Relationships are probably the single greatest challenge for the system architect: not only are relationships the most complex things to design, but if you define them wrongly, it can be even more difficult to sort out things later.
Apart from making sure that the business need is suitably represented, the designer needs to think about things such as normalization of data. This can mean tables looking a little different in their final form than in the initial pencil sketch. We'll look at how to implement normalization later today.
Because much of this book is about how to design tables bearing in mind technical and performance limitations, we won't go into these considerations here. Today, let's concentrate on the types of relationships you'll encounter, and how to represent them in your database design.
One-to-One Relationships
One-to-one relationships are generally the easiest to model. In the store example, when a customer buys something, it creates one purchase transaction and one invoice.
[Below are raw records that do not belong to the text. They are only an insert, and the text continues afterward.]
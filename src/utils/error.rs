use thiserror::Error;

#[derive(Error, Debug)]
pub enum EnrichError {
    #[error("Registry request failed: {0}")]
    RegistryError(#[from] reqwest::Error),

    #[error("CSV processing error: {0}")]
    CsvError(#[from] csv::Error),

    #[error("IO error: {0}")]
    IoError(#[from] std::io::Error),

    #[error("Serialization error: {0}")]
    SerializationError(#[from] serde_json::Error),

    #[error("DNS query error: {message}")]
    DnsError { message: String },

    #[error("Cache store at '{path}' is unreadable: {message}")]
    CacheError { path: String, message: String },

    #[error("Column '{column}' not found in input header")]
    ColumnNotFoundError { column: String },

    #[error("Data processing error: {message}")]
    ProcessingError { message: String },

    #[error("Configuration error: {message}")]
    ConfigError { message: String },

    #[error("Invalid configuration value for '{field}': '{value}' ({reason})")]
    InvalidConfigValueError {
        field: String,
        value: String,
        reason: String,
    },

    #[error("Missing required configuration field: {field}")]
    MissingConfigError { field: String },

    #[error("Enrichment run cancelled")]
    Cancelled,
}

pub type Result<T> = std::result::Result<T, EnrichError>;

/// 錯誤分類，對應錯誤處理策略的四個來源
#[derive(Debug, Clone, Copy, PartialEq, Eq)]
pub enum ErrorCategory {
    Configuration,
    Input,
    Network,
    Storage,
    Cancelled,
}

/// 錯誤嚴重程度，main 依此決定退出碼
#[derive(Debug, Clone, Copy, PartialEq, Eq)]
pub enum ErrorSeverity {
    Low,
    Medium,
    High,
    Critical,
}

impl EnrichError {
    pub fn category(&self) -> ErrorCategory {
        match self {
            EnrichError::ConfigError { .. }
            | EnrichError::InvalidConfigValueError { .. }
            | EnrichError::MissingConfigError { .. } => ErrorCategory::Configuration,
            EnrichError::CsvError(_)
            | EnrichError::ColumnNotFoundError { .. }
            | EnrichError::ProcessingError { .. } => ErrorCategory::Input,
            EnrichError::RegistryError(_) | EnrichError::DnsError { .. } => ErrorCategory::Network,
            EnrichError::IoError(_)
            | EnrichError::SerializationError(_)
            | EnrichError::CacheError { .. } => ErrorCategory::Storage,
            EnrichError::Cancelled => ErrorCategory::Cancelled,
        }
    }

    pub fn severity(&self) -> ErrorSeverity {
        match self {
            EnrichError::Cancelled => ErrorSeverity::Low,
            EnrichError::RegistryError(_) | EnrichError::DnsError { .. } => ErrorSeverity::Medium,
            EnrichError::CsvError(_)
            | EnrichError::IoError(_)
            | EnrichError::SerializationError(_)
            | EnrichError::CacheError { .. }
            | EnrichError::ColumnNotFoundError { .. }
            | EnrichError::ProcessingError { .. } => ErrorSeverity::High,
            EnrichError::ConfigError { .. }
            | EnrichError::InvalidConfigValueError { .. }
            | EnrichError::MissingConfigError { .. } => ErrorSeverity::Critical,
        }
    }

    pub fn recovery_suggestion(&self) -> String {
        match self {
            EnrichError::RegistryError(_) => {
                "Check network connectivity and the registry endpoint URL".to_string()
            }
            EnrichError::DnsError { .. } => {
                "Check the local DNS configuration (/etc/resolv.conf)".to_string()
            }
            EnrichError::CsvError(_) | EnrichError::ProcessingError { .. } => {
                "Check the input file delimiter and quoting".to_string()
            }
            EnrichError::ColumnNotFoundError { column } => format!(
                "Pass the actual column name via --email-column/--cnpj-column (missing: '{}')",
                column
            ),
            EnrichError::CacheError { path, .. } => format!(
                "Delete or fix the cache file '{}' and run again; cached lookups will be re-queried",
                path
            ),
            EnrichError::IoError(_) => {
                "Check that the input exists and the output directory is writable".to_string()
            }
            EnrichError::SerializationError(_) => {
                "The cache file may be truncated; delete it and run again".to_string()
            }
            EnrichError::ConfigError { .. }
            | EnrichError::InvalidConfigValueError { .. }
            | EnrichError::MissingConfigError { .. } => {
                "Run with --help to see the expected configuration".to_string()
            }
            EnrichError::Cancelled => {
                "Partial results are kept in the cache; run again to resume".to_string()
            }
        }
    }

    pub fn user_friendly_message(&self) -> String {
        match self.category() {
            ErrorCategory::Configuration => format!("Configuration problem: {}", self),
            ErrorCategory::Input => format!("Input file problem: {}", self),
            ErrorCategory::Network => format!("Network problem: {}", self),
            ErrorCategory::Storage => format!("Storage problem: {}", self),
            ErrorCategory::Cancelled => "Run cancelled by the caller".to_string(),
        }
    }
}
This would typically mean a one-to-one relationship between a purchases table and an invoices table.
In some cases, you might combine items in a one-to-one relationship into a single tableafter all, why have two tables?
You may prefer having two tables so that you can record unsuccessful purchases (perhaps the customer's credit card payment failed) without having an empty invoice part on that record. Or you may want to attach different security levels to the two tables (which personnel can access the tables, and what they can do).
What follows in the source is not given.